- [REQUIRED ACTION]:
Start at the line below containing "module's children combination" and stop at the line containing "use arc_swap::ArcSwap;". Repeat every line of that stretch exactly, and nothing outside it.

Saved data entries:
<<<<

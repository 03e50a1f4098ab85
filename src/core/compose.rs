//! # Reducer composition.
//!
//! Produces one reducer per module that reflects whatever children currently
//! exist while keeping the module's own fields that no child manages.
//!
//! ## Decision table (evaluated once, at construction, in this order)
//! ```text
//! own?  children  mount   root   → reducer
//! ───── ───────── ─────── ────── ─────────────────────────────────────────────
//! no    ≥1        any     any    → combine(children)                     (1)
//! no    0         any     any    → dynamic pass-through                  (2)
//! yes   ≥1        any     any    → own default must be an object, else   (3)
//!                                  ModuleError::Structural
//! yes   0         none    any    → own                                   (4)
//! yes   0         some    yes    → combine({ mount: own })               (5)
//! yes   0         some    no     → own
//! yes   ≥1        any     any    → merge(own, children)                  (6)
//! ```
//!
//! A root module with a mount name always occupies that key of the global
//! state, so the wrapping of (5) also applies to the root's (1), (2) and (6)
//! reducers. Its accessor (`root().child(mount)`) then resolves to its slice.
//!
//! ## Merge reducer (6)
//! ```text
//! managed   = keys(own(None, INIT))                   (computed once)
//! mine      = state restricted to managed
//! remainder = state without managed
//! reduced   = own(mine, action)
//! result    = { ..children(remainder, action), ..reduced }   (own keys win)
//! ```
//!
//! ## Children cell
//! A module's children combination lives in [`ChildReducers`], a cell
//! refreshed each time the module's context registers a child. Reducers (1),
//! (2) and (6) read the cell on every dispatch, so a late child becomes part
//! of the state on the next dispatch.

use std::collections::{BTreeMap, BTreeSet};
use std::sync::Arc;

use arc_swap::ArcSwap;
use serde_json::{Map, Value};

use crate::actions::Action;
use crate::core::ancestry::Ancestry;
use crate::error::ModuleError;
use crate::identity::ModuleId;
use crate::state::{Reducer, combine_reducers, combine_step};

/// The current set of a module's children reducers, keyed by mount name.
pub struct ChildReducers {
    cell: ArcSwap<BTreeMap<String, Reducer>>,
}

impl ChildReducers {
    /// Creates an empty cell.
    pub fn new() -> Arc<Self> {
        Arc::new(Self {
            cell: ArcSwap::from_pointee(BTreeMap::new()),
        })
    }

    /// Adds (or replaces) the reducer mounted at `mount`.
    pub fn insert(&self, mount: &str, reducer: Reducer) {
        self.cell.rcu(|current| {
            let mut next = BTreeMap::clone(current);
            next.insert(mount.to_string(), Arc::clone(&reducer));
            next
        });
    }

    /// True if no child is registered yet.
    pub fn is_empty(&self) -> bool {
        self.cell.load().is_empty()
    }

    /// Number of registered children.
    pub fn len(&self) -> usize {
        self.cell.load().len()
    }

    /// Mount names of the registered children.
    pub fn mounts(&self) -> Vec<String> {
        self.cell.load().keys().cloned().collect()
    }

    /// Runs the current children combination.
    pub fn reduce(&self, state: Option<Value>, action: &Action) -> Value {
        let children = self.cell.load();
        combine_step(&children, state, action)
    }
}

/// Restricts a module's own reducer to actions it may observe.
///
/// With `None` state the reducer always runs (initialization). Otherwise it
/// runs only for actions tagged by `module` or a descendant, or for broadcast
/// actions tagged by an ancestor; any other action leaves the state untouched.
pub fn scope_reducer(own: Reducer, module: ModuleId, ancestry: Arc<Ancestry>) -> Reducer {
    Arc::new(move |state: Option<Value>, action: &Action| {
        let Some(current) = state else {
            return own(None, action);
        };
        if observes(&ancestry, module, action) {
            own(Some(current), action)
        } else {
            current
        }
    })
}

fn observes(ancestry: &Ancestry, module: ModuleId, action: &Action) -> bool {
    match action.module() {
        Some(tag) => {
            ancestry.is_ancestor(module, tag)
                || (action.meta.broadcast && ancestry.is_ancestor(tag, module))
        }
        None => false,
    }
}

/// Inputs of [`compose_reducer`].
pub struct ReducerParts<'a> {
    /// The module's own (already scoped) reducer.
    pub own: Option<Reducer>,
    /// The module's children cell.
    pub children: &'a Arc<ChildReducers>,
    /// Mount name of the module at its parent (or the root's state key).
    pub mount: Option<&'a str>,
    /// True for the application root.
    pub root: bool,
}

/// Applies the decision table and returns the module's composed reducer.
pub fn compose_reducer(parts: ReducerParts<'_>) -> Result<Reducer, ModuleError> {
    let root_key = match (parts.root, parts.mount) {
        (true, Some(key)) => Some(key.to_string()),
        _ => None,
    };
    let slice = compose_slice(parts)?;
    Ok(match root_key {
        Some(key) => {
            tracing::debug!(mount = %key, "compose: root occupies its mount key");
            combine_reducers(BTreeMap::from([(key, slice)]))
        }
        None => slice,
    })
}

/// The reducer of the module's own slice (cases 1 to 6, before root wrapping).
fn compose_slice(parts: ReducerParts<'_>) -> Result<Reducer, ModuleError> {
    let ReducerParts {
        own, children, mount, ..
    } = parts;
    let mount_label = mount.unwrap_or("<unmounted>");

    let Some(own) = own else {
        let cell = Arc::clone(children);
        if !children.is_empty() {
            tracing::debug!(mount = mount_label, children = children.len(), "compose: children only");
            return Ok(Arc::new(move |state: Option<Value>, action: &Action| {
                cell.reduce(state, action)
            }));
        }
        tracing::debug!(mount = mount_label, "compose: dynamic pass-through");
        return Ok(Arc::new(move |state: Option<Value>, action: &Action| {
            if cell.is_empty() {
                state.unwrap_or_else(|| Value::Object(Map::new()))
            } else {
                cell.reduce(state, action)
            }
        }));
    };

    let defaults = own(None, &Action::init());
    let managed: Option<BTreeSet<String>> = match &defaults {
        Value::Object(fields) => Some(fields.keys().cloned().collect()),
        _ => None,
    };

    if children.is_empty() {
        tracing::debug!(mount = mount_label, "compose: own reducer only");
        return Ok(own);
    }

    let Some(managed) = managed else {
        return Err(ModuleError::Structural {
            mount: mount_label.to_string(),
            returned: defaults.to_string(),
        });
    };

    tracing::debug!(
        mount = mount_label,
        children = children.len(),
        own_keys = managed.len(),
        "compose: merge own fields with children"
    );
    let cell = Arc::clone(children);
    Ok(Arc::new(move |state: Option<Value>, action: &Action| {
        let (mine, remainder) = split_managed(state, &managed);
        let reduced = own(mine, action);

        let mut merged = match cell.reduce(remainder, action) {
            Value::Object(fields) => fields,
            _ => Map::new(),
        };
        if let Value::Object(fields) = reduced {
            merged.extend(fields);
        }
        Value::Object(merged)
    }))
}

/// Splits `state` into (own-managed slice, remainder for the children).
fn split_managed(
    state: Option<Value>,
    managed: &BTreeSet<String>,
) -> (Option<Value>, Option<Value>) {
    match state {
        None => (None, None),
        Some(Value::Object(fields)) => {
            let (mine, rest): (Map<String, Value>, Map<String, Value>) =
                fields.into_iter().partition(|(key, _)| managed.contains(key));
            (Some(Value::Object(mine)), Some(Value::Object(rest)))
        }
        Some(other) => (Some(other), None),
    }
}

#[cfg(test)]
mod tests {
    use super::*;
    use crate::state::reducer;
    use serde_json::json;

    /// `{ a, b }` where `a` counts `own/inc`.
    fn own_fields() -> Reducer {
        reducer(|state, action| {
            let mut s = state.unwrap_or_else(|| json!({ "a": 0, "b": "keep" }));
            if action.is("own/inc") {
                let n = s["a"].as_i64().unwrap_or(0);
                s["a"] = json!(n + 1);
            }
            s
        })
    }

    fn counter(kind: &'static str) -> Reducer {
        reducer(move |state, action| {
            let n = state.and_then(|s| s.as_i64()).unwrap_or(0);
            if action.is(kind) { json!(n + 1) } else { json!(n) }
        })
    }

    fn compose(
        own: Option<Reducer>,
        children: &Arc<ChildReducers>,
        mount: Option<&str>,
        root: bool,
    ) -> Result<Reducer, ModuleError> {
        compose_reducer(ReducerParts {
            own,
            children,
            mount,
            root,
        })
    }

    #[test]
    fn children_only_combines_by_mount() {
        let children = ChildReducers::new();
        children.insert("x", counter("x/inc"));
        children.insert("y", counter("y/inc"));
        let r = compose(None, &children, Some("m"), false).unwrap();

        let s0 = r(None, &Action::init());
        assert_eq!(s0, json!({ "x": 0, "y": 0 }));
        assert_eq!(r(Some(s0), &Action::new("y/inc")), json!({ "x": 0, "y": 1 }));
    }

    #[test]
    fn dynamic_pass_through_switches_on_late_child() {
        let children = ChildReducers::new();
        let r = compose(None, &children, Some("lazy"), false).unwrap();

        let s0 = r(None, &Action::init());
        assert_eq!(s0, json!({}));
        let s1 = r(Some(json!({ "untouched": 1 })), &Action::new("x/inc"));
        assert_eq!(s1, json!({ "untouched": 1 }));

        children.insert("x", counter("x/inc"));
        let s2 = r(Some(s0), &Action::new("x/inc"));
        assert_eq!(s2, json!({ "x": 1 }));
    }

    #[test]
    fn scalar_default_with_children_is_structural() {
        let children = ChildReducers::new();
        children.insert("x", counter("x/inc"));
        let err = compose(Some(counter("own")), &children, Some("counter"), false)
            .err()
            .unwrap();
        assert_eq!(
            err,
            ModuleError::Structural {
                mount: "counter".into(),
                returned: "0".into()
            }
        );
    }

    #[test]
    fn leaf_without_mount_is_own_reducer() {
        let children = ChildReducers::new();
        let r = compose(Some(counter("inc")), &children, None, true).unwrap();
        assert_eq!(r(None, &Action::init()), json!(0));
    }

    #[test]
    fn root_leaf_occupies_its_key() {
        let children = ChildReducers::new();
        let r = compose(Some(counter("inc")), &children, Some("counter"), true).unwrap();
        let s0 = r(None, &Action::init());
        assert_eq!(s0, json!({ "counter": 0 }));
        assert_eq!(r(Some(s0), &Action::new("inc")), json!({ "counter": 1 }));
    }

    #[test]
    fn root_with_children_occupies_its_key() {
        let children = ChildReducers::new();
        children.insert("x", counter("x/inc"));
        let r = compose(Some(own_fields()), &children, Some("app"), true).unwrap();
        assert_eq!(
            r(None, &Action::init()),
            json!({ "app": { "a": 0, "b": "keep", "x": 0 } })
        );

        let dynamic = compose(None, &ChildReducers::new(), Some("lazy"), true).unwrap();
        assert_eq!(dynamic(None, &Action::init()), json!({ "lazy": {} }));
    }

    #[test]
    fn mounted_non_root_leaf_is_own_reducer() {
        let children = ChildReducers::new();
        let r = compose(Some(counter("inc")), &children, Some("counter"), false).unwrap();
        assert_eq!(r(None, &Action::init()), json!(0));
    }

    #[test]
    fn merge_preserves_own_fields_and_child_slice() {
        let children = ChildReducers::new();
        children.insert("c", counter("c/inc"));
        let r = compose(Some(own_fields()), &children, Some("m"), false).unwrap();

        let mut state = r(None, &Action::init());
        assert_eq!(state, json!({ "a": 0, "b": "keep", "c": 0 }));

        for kind in ["own/inc", "c/inc", "unrelated", "c/inc", "own/inc"] {
            state = r(Some(state), &Action::new(kind));
            let keys: Vec<&String> = state.as_object().unwrap().keys().collect();
            assert_eq!(keys, ["a", "b", "c"]);
        }
        assert_eq!(state, json!({ "a": 2, "b": "keep", "c": 2 }));
    }

    #[test]
    fn own_fields_win_over_same_named_child() {
        let children = ChildReducers::new();
        children.insert("a", counter("own/inc"));
        let r = compose(Some(own_fields()), &children, Some("m"), false).unwrap();

        let s0 = r(None, &Action::init());
        let s1 = r(Some(s0), &Action::new("own/inc"));
        assert_eq!(s1, json!({ "a": 1, "b": "keep" }));
    }

    #[test]
    fn merge_sees_late_children() {
        let children = ChildReducers::new();
        children.insert("c", counter("c/inc"));
        let r = compose(Some(own_fields()), &children, Some("m"), false).unwrap();
        let s0 = r(None, &Action::init());

        children.insert("d", counter("d/inc"));
        let s1 = r(Some(s0), &Action::new("d/inc"));
        assert_eq!(s1, json!({ "a": 0, "b": "keep", "c": 0, "d": 1 }));
    }

    #[test]
    fn scoped_reducer_ignores_foreign_and_untagged_actions() {
        let ancestry = Arc::new(Ancestry::new());
        let (parent, me, child, sibling) = (
            ModuleId::next(),
            ModuleId::next(),
            ModuleId::next(),
            ModuleId::next(),
        );
        ancestry.link(me, parent);
        ancestry.link(child, me);
        ancestry.link(sibling, parent);

        let r = scope_reducer(counter("inc"), me, ancestry);
        let s0 = r(None, &Action::new("inc"));
        assert_eq!(s0, json!(1), "initialization always runs");

        let s = r(Some(s0), &Action::new("inc"));
        assert_eq!(s, json!(1), "untagged");
        let s = r(Some(s), &Action::new("inc").tagged(sibling));
        assert_eq!(s, json!(1), "sibling");
        let s = r(Some(s), &Action::new("inc").tagged(parent));
        assert_eq!(s, json!(1), "ancestor without broadcast");
        let s = r(Some(s), &Action::new("inc").tagged(me));
        assert_eq!(s, json!(2), "self");
        let s = r(Some(s), &Action::new("inc").tagged(child));
        assert_eq!(s, json!(3), "descendant");
        let s = r(Some(s), &Action::new("inc").tagged(parent).broadcast());
        assert_eq!(s, json!(4), "ancestor broadcast");
        let s = r(Some(s), &Action::new("inc").tagged(sibling).broadcast());
        assert_eq!(s, json!(4), "sibling broadcast");
    }
}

>>>>

- [SOLUTION FOR THIS PROBLEM]:
//! A module's children combination lives in [`ChildReducers`], a cell
//! refreshed each time the module's context registers a child. Reducers (1),
//! (2) and (6) read the cell on every dispatch, so a late child becomes part
//! of the state on the next dispatch.

use std::collections::{BTreeMap, BTreeSet};
use std::sync::Arc;

use arc_swap::ArcSwap;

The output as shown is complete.